**REQUIRED WORK**. Copy the data word for word, keeping every line.

= = = = =

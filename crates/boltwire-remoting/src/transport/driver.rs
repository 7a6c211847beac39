//! Per-connection I/O tasks.
//!
//! The read task decodes every complete frame in the buffer, dispatches the
//! batch, and owns the idle deadline (heartbeat on the client, close on the
//! server). The write task drains the outbound queue. A framing error is
//! fatal: the connection is closed and all pending calls resolve with
//! `CONNECTION_CLOSED`.

use std::sync::Arc;
use std::time::{Duration, Instant};

use bytes::BytesMut;
use tokio::io::{AsyncRead, AsyncReadExt, AsyncWrite, AsyncWriteExt};
use tokio::sync::mpsc;

use crate::connection::{Connection, Role};
use crate::context::RemotingContext;
use crate::heartbeat;

const READ_BUF_CAPACITY: usize = 8 * 1024;

/// Wrap a byte stream in a [`Connection`] and start its read and write tasks.
/// Must be called inside a tokio runtime.
pub fn spawn_connection<IO>(io: IO, remote: String, role: Role, ctx: Arc<RemotingContext>) -> Arc<Connection>
where
    IO: AsyncRead + AsyncWrite + Send + 'static,
{
    let (conn, out_rx) = Connection::new(remote, role, ctx);
    let (rd, wr) = tokio::io::split(io);
    tracing::debug!(conn = conn.id(), remote = %conn.remote_addr(), role = role.as_str(), "connection opened");
    tokio::spawn(write_loop(Arc::clone(&conn), wr, out_rx));
    tokio::spawn(read_loop(Arc::clone(&conn), rd));
    conn
}

fn idle_interval(conn: &Connection) -> Option<Duration> {
    let cfg = conn.context().config();
    match conn.role() {
        Role::Client if conn.heartbeat().is_enabled() => Some(Duration::from_millis(cfg.heartbeat.idle_interval_ms)),
        Role::Server if cfg.server.idle_close => Some(Duration::from_millis(cfg.server.idle_timeout_ms)),
        _ => None,
    }
}

async fn sleep_until(deadline: Option<Instant>) {
    match deadline {
        Some(d) => tokio::time::sleep_until(tokio::time::Instant::from_std(d)).await,
        None => std::future::pending().await,
    }
}

async fn read_loop<R>(conn: Arc<Connection>, mut rd: R)
where
    R: AsyncRead + Unpin,
{
    let ctx = Arc::clone(conn.context());
    let idle = idle_interval(&conn);
    let mut closed = conn.subscribe_closed();
    let mut buf = BytesMut::with_capacity(READ_BUF_CAPACITY);
    let mut idle_mark = Instant::now();
    conn.touch();

    loop {
        if conn.is_closed() {
            break;
        }
        let deadline = idle.map(|d| conn.last_activity().max(idle_mark) + d);
        tokio::select! {
            _ = closed.changed() => break,
            res = rd.read_buf(&mut buf) => match res {
                Ok(0) => {
                    conn.close("peer closed");
                    break;
                }
                Ok(_) => {
                    conn.touch();
                    let mut batch = Vec::new();
                    let fatal = loop {
                        match ctx.codec().decode(&mut buf) {
                            Ok(Some(cmd)) => batch.push(cmd),
                            Ok(None) => break None,
                            Err(e) => break Some(e),
                        }
                    };
                    ctx.dispatcher().dispatch_batch(&conn, batch).await;
                    if let Some(e) = fatal {
                        ctx.metrics().codec_errors.inc(&[("kind", e.kind().as_str())]);
                        tracing::warn!(conn = conn.id(), remote = %conn.remote_addr(), error = %e, "framing error, closing");
                        conn.close("framing error");
                        break;
                    }
                }
                Err(e) => {
                    tracing::debug!(conn = conn.id(), error = %e, "read failed");
                    conn.close("read failed");
                    break;
                }
            },
            _ = sleep_until(deadline) => {
                idle_mark = Instant::now();
                match conn.role() {
                    Role::Client => heartbeat::trigger(&conn).await,
                    Role::Server => {
                        tracing::info!(conn = conn.id(), remote = %conn.remote_addr(), "idle timeout");
                        conn.close("idle timeout");
                        break;
                    }
                }
            }
        }
    }
    conn.close("read task ended");
}

async fn write_loop<W>(conn: Arc<Connection>, mut wr: W, mut out_rx: mpsc::Receiver<bytes::Bytes>)
where
    W: AsyncWrite + Unpin,
{
    let mut closed = conn.subscribe_closed();
    while !conn.is_closed() {
        tokio::select! {
            biased;
            _ = closed.changed() => break,
            next = out_rx.recv() => match next {
                Some(bytes) => {
                    if let Err(e) = wr.write_all(&bytes).await {
                        tracing::debug!(conn = conn.id(), error = %e, "write failed");
                        conn.close("write failed");
                        break;
                    }
                    conn.touch();
                }
                None => break,
            },
        }
    }
    let _ = wr.shutdown().await;
}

= = = = =

**RESPONSE AREA**.
filename crates/boltwire-remoting/src/transport/driver.rs
repository 7a6c211847beac39
//! Per-connection I/O tasks.
//!
//! The read task decodes every complete frame in the buffer, dispatches the
//! batch, and owns the idle deadline (heartbeat on the client, close on the
//! server). The write task drains the outbound queue. A framing error is
//! fatal: the connection is closed and all pending calls resolve with
//! `CONNECTION_CLOSED`.

use std::sync::Arc;
use std::time::{Duration, Instant};

use bytes::BytesMut;
use tokio::io::{AsyncRead, AsyncReadExt, AsyncWrite, AsyncWriteExt};
use tokio::sync::mpsc;

use crate::connection::{Connection, Role};
use crate::context::RemotingContext;
use crate::heartbeat;

const READ_BUF_CAPACITY: usize = 8 * 1024;

/// Wrap a byte stream in a [`Connection`] and start its read and write tasks.
/// Must be called inside a tokio runtime.
pub fn spawn_connection<IO>(io: IO, remote: String, role: Role, ctx: Arc<RemotingContext>) -> Arc<Connection>
where
    IO: AsyncRead + AsyncWrite + Send + 'static,
{
    let (conn, out_rx) = Connection::new(remote, role, ctx);
    let (rd, wr) = tokio::io::split(io);
    tracing::debug!(conn = conn.id(), remote = %conn.remote_addr(), role = role.as_str(), "connection opened");
    tokio::spawn(write_loop(Arc::clone(&conn), wr, out_rx));
    tokio::spawn(read_loop(Arc::clone(&conn), rd));
    conn
}

fn idle_interval(conn: &Connection) -> Option<Duration> {
    let cfg = conn.context().config();
    match conn.role() {
        Role::Client if conn.heartbeat().is_enabled() => Some(Duration::from_millis(cfg.heartbeat.idle_interval_ms)),
        Role::Server if cfg.server.idle_close => Some(Duration::from_millis(cfg.server.idle_timeout_ms)),
        _ => None,
    }
}

async fn sleep_until(deadline: Option<Instant>) {
    match deadline {
        Some(d) => tokio::time::sleep_until(tokio::time::Instant::from_std(d)).await,
        None => std::future::pending().await,
    }
}

async fn read_loop<R>(conn: Arc<Connection>, mut rd: R)
where
    R: AsyncRead + Unpin,
{
    let ctx = Arc::clone(conn.context());
    let idle = idle_interval(&conn);
    let mut closed = conn.subscribe_closed();
    let mut buf = BytesMut::with_capacity(READ_BUF_CAPACITY);
    let mut idle_mark = Instant::now();
    conn.touch();

    loop {
        if conn.is_closed() {
            break;
        }
        let deadline = idle.map(|d| conn.last_activity().max(idle_mark) + d);
        tokio::select! {
            _ = closed.changed() => break,
            res = rd.read_buf(&mut buf) => match res {
                Ok(0) => {
                    conn.close("peer closed");
                    break;
                }
                Ok(_) => {
                    conn.touch();
                    let mut batch = Vec::new();
                    let fatal = loop {
                        match ctx.codec().decode(&mut buf) {
                            Ok(Some(cmd)) => batch.push(cmd),
                            Ok(None) => break None,
                            Err(e) => break Some(e),
                        }
                    };
                    ctx.dispatcher().dispatch_batch(&conn, batch).await;
                    if let Some(e) = fatal {
                        ctx.metrics().codec_errors.inc(&[("kind", e.kind().as_str())]);
                        tracing::warn!(conn = conn.id(), remote = %conn.remote_addr(), error = %e, "framing error, closing");
                        conn.close("framing error");
                        break;
                    }
                }
                Err(e) => {
                    tracing::debug!(conn = conn.id(), error = %e, "read failed");
                    conn.close("read failed");
                    break;
                }
            },
            _ = sleep_until(deadline) => {
                idle_mark = Instant::now();
                match conn.role() {
                    Role::Client => heartbeat::trigger(&conn).await,
                    Role::Server => {
                        tracing::info!(conn = conn.id(), remote = %conn.remote_addr(), "idle timeout");
                        conn.close("idle timeout");
                        break;
                    }
                }
            }
        }
    }
    conn.close("read task ended");
}

async fn write_loop<W>(conn: Arc<Connection>, mut wr: W, mut out_rx: mpsc::Receiver<bytes::Bytes>)
where
    W: AsyncWrite + Unpin,
{
    let mut closed = conn.subscribe_closed();
    while !conn.is_closed() {
        tokio::select! {
            biased;
            _ = closed.changed() => break,
            next = out_rx.recv() => match next {
                Some(bytes) => {
                    if let Err(e) = wr.write_all(&bytes).await {
                        tracing::debug!(conn = conn.id(), error = %e, "write failed");
                        conn.close("write failed");
                        break;
                    }
                    conn.touch();
                }
                None => break,
            },
        }
    }
    let _ = wr.shutdown().await;
}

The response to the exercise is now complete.